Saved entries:

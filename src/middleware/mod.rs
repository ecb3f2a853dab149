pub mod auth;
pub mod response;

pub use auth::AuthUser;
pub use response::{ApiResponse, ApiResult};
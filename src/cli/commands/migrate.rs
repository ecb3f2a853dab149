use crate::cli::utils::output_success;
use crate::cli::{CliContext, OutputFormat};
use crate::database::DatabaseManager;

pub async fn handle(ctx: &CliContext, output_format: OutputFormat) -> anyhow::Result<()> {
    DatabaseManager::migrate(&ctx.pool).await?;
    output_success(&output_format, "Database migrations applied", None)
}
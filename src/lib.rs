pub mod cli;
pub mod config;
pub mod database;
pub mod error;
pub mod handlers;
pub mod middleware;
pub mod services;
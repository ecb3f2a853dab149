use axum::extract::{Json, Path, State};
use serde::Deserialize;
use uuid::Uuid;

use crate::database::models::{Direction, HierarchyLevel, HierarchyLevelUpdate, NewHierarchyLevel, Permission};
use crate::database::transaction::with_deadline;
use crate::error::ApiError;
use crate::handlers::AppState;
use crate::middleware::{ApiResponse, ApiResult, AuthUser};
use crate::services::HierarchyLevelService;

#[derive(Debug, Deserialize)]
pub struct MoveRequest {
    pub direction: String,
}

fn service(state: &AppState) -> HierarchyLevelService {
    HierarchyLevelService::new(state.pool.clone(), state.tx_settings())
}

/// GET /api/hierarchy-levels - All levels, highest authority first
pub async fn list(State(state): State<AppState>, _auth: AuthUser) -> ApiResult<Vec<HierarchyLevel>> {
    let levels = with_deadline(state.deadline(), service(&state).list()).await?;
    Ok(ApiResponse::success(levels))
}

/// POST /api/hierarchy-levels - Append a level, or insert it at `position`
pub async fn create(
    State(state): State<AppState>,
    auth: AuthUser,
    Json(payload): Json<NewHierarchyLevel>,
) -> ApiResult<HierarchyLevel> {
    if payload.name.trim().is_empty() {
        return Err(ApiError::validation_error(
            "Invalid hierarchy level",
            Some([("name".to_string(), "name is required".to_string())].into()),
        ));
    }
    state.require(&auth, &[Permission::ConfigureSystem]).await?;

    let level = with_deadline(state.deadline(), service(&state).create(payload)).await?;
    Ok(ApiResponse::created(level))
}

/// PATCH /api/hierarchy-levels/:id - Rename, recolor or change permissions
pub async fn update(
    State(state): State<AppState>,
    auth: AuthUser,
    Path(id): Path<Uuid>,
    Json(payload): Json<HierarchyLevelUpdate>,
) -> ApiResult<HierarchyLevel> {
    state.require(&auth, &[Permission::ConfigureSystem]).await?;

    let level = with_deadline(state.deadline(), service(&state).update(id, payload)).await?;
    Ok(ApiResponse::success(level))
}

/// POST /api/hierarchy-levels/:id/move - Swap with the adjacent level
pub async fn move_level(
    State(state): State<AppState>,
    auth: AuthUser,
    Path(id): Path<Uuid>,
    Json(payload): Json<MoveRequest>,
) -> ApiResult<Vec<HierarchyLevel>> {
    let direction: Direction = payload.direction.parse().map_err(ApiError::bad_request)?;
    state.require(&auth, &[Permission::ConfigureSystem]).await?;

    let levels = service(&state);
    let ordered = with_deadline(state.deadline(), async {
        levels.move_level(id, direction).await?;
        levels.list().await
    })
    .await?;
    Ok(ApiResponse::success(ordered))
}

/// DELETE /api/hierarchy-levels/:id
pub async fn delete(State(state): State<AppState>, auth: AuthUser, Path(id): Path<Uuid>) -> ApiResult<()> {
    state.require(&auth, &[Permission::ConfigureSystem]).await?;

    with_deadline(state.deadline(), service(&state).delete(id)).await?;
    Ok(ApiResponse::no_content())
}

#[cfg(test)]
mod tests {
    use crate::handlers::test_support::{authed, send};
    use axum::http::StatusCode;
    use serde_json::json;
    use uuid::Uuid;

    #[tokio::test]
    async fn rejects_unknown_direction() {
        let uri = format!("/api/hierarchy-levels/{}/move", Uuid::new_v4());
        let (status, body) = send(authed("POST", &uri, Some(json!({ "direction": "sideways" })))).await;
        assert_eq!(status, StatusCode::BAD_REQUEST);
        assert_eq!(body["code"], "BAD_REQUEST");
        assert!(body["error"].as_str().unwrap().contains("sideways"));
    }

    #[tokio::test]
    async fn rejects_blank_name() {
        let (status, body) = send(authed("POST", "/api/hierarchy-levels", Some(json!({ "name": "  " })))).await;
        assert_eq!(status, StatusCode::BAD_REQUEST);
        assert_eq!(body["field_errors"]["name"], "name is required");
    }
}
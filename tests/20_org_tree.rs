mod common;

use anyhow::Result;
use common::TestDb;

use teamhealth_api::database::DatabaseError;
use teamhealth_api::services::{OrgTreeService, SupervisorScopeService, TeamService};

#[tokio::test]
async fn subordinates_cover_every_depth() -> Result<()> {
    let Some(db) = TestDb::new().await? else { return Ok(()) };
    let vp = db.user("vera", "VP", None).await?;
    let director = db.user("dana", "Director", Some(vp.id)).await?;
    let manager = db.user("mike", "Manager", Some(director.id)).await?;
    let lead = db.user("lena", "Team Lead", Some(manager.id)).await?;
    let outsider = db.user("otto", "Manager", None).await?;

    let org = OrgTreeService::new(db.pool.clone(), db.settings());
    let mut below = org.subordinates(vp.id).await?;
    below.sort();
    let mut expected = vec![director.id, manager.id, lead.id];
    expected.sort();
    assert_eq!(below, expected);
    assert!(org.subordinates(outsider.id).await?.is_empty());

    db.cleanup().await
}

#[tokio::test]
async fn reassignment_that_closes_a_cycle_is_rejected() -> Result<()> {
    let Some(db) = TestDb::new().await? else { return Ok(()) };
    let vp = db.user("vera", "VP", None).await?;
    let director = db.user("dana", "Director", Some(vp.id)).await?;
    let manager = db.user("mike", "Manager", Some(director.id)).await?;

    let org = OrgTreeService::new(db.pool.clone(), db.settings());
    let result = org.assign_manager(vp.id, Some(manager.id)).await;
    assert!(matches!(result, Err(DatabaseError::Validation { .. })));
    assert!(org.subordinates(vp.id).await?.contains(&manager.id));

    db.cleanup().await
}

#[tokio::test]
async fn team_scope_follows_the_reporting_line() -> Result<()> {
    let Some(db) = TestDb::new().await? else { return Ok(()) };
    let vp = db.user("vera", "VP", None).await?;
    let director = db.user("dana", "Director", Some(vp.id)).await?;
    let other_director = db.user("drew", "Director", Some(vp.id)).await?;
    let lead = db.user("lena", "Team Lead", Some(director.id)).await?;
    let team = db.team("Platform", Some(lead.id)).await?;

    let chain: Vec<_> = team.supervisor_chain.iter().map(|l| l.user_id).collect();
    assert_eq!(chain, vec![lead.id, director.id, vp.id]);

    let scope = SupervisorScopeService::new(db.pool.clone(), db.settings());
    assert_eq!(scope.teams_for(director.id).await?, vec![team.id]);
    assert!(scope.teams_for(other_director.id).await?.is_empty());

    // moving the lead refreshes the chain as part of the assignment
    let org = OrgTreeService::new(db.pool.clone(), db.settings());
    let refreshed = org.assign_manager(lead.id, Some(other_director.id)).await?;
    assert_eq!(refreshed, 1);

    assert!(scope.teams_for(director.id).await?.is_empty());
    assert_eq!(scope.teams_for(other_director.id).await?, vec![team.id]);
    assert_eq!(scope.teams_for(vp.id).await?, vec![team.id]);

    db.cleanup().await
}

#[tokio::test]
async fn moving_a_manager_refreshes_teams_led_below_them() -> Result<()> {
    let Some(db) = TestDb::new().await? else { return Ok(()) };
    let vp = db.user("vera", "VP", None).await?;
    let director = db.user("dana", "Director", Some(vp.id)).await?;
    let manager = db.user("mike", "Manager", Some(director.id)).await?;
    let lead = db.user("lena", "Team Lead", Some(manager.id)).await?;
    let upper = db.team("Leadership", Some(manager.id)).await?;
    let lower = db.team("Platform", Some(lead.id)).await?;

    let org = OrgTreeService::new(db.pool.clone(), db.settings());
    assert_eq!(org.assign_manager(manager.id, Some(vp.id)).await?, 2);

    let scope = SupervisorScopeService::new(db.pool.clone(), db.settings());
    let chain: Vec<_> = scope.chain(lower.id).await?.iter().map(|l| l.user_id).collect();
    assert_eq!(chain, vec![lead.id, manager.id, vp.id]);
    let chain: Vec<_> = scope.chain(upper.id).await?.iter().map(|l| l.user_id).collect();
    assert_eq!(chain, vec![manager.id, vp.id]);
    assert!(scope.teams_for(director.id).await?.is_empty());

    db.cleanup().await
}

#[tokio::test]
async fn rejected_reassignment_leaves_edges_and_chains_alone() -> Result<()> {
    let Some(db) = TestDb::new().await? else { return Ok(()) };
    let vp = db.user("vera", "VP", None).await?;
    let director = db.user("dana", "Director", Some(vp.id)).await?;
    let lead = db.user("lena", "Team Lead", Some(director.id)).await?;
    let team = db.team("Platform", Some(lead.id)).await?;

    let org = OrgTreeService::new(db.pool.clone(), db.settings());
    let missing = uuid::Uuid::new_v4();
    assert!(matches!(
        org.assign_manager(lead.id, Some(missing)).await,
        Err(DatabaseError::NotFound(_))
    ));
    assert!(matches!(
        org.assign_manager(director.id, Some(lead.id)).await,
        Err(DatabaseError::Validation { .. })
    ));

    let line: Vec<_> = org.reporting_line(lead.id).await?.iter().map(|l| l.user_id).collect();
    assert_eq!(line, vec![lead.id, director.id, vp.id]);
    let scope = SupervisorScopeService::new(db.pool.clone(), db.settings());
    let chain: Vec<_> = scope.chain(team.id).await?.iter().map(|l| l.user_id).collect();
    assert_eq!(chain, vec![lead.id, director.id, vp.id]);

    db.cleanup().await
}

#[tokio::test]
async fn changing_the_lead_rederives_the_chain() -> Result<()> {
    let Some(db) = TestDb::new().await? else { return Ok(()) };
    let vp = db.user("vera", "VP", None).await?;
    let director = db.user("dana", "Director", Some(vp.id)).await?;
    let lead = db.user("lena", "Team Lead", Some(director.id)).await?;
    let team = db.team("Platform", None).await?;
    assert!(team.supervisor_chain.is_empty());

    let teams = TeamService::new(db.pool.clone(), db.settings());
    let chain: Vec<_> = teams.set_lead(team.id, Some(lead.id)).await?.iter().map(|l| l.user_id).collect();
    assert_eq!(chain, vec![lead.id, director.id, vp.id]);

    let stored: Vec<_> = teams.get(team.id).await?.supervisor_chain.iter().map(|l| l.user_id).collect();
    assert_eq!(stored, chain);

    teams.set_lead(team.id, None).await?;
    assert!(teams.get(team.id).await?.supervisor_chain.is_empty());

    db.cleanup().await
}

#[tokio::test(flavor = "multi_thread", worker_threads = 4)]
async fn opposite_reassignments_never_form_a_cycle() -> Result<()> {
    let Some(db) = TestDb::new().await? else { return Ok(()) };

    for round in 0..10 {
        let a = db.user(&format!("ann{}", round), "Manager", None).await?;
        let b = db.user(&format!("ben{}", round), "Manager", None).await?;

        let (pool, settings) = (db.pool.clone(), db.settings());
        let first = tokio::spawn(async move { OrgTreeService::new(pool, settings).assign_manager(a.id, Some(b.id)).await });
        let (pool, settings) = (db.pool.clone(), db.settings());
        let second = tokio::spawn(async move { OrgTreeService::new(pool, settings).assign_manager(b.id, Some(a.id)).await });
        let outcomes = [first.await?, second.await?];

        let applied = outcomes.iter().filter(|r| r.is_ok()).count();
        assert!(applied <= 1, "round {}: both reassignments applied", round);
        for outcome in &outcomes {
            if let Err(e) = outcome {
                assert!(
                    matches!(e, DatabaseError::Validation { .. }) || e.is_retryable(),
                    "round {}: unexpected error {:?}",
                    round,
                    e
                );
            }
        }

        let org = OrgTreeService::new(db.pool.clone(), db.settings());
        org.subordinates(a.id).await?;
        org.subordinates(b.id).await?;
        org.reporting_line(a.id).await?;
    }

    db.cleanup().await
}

# Directions
Copy each line above that contains the string "AuthUser".

# Solution below
pub use auth::AuthUser;
use crate::middleware::{ApiResponse, ApiResult, AuthUser};
pub async fn list(State(state): State<AppState>, _auth: AuthUser) -> ApiResult<Vec<HierarchyLevel>> {
    auth: AuthUser,
    auth: AuthUser,
    auth: AuthUser,
pub async fn delete(State(state): State<AppState>, auth: AuthUser, Path(id): Path<Uuid>) -> ApiResult<()> {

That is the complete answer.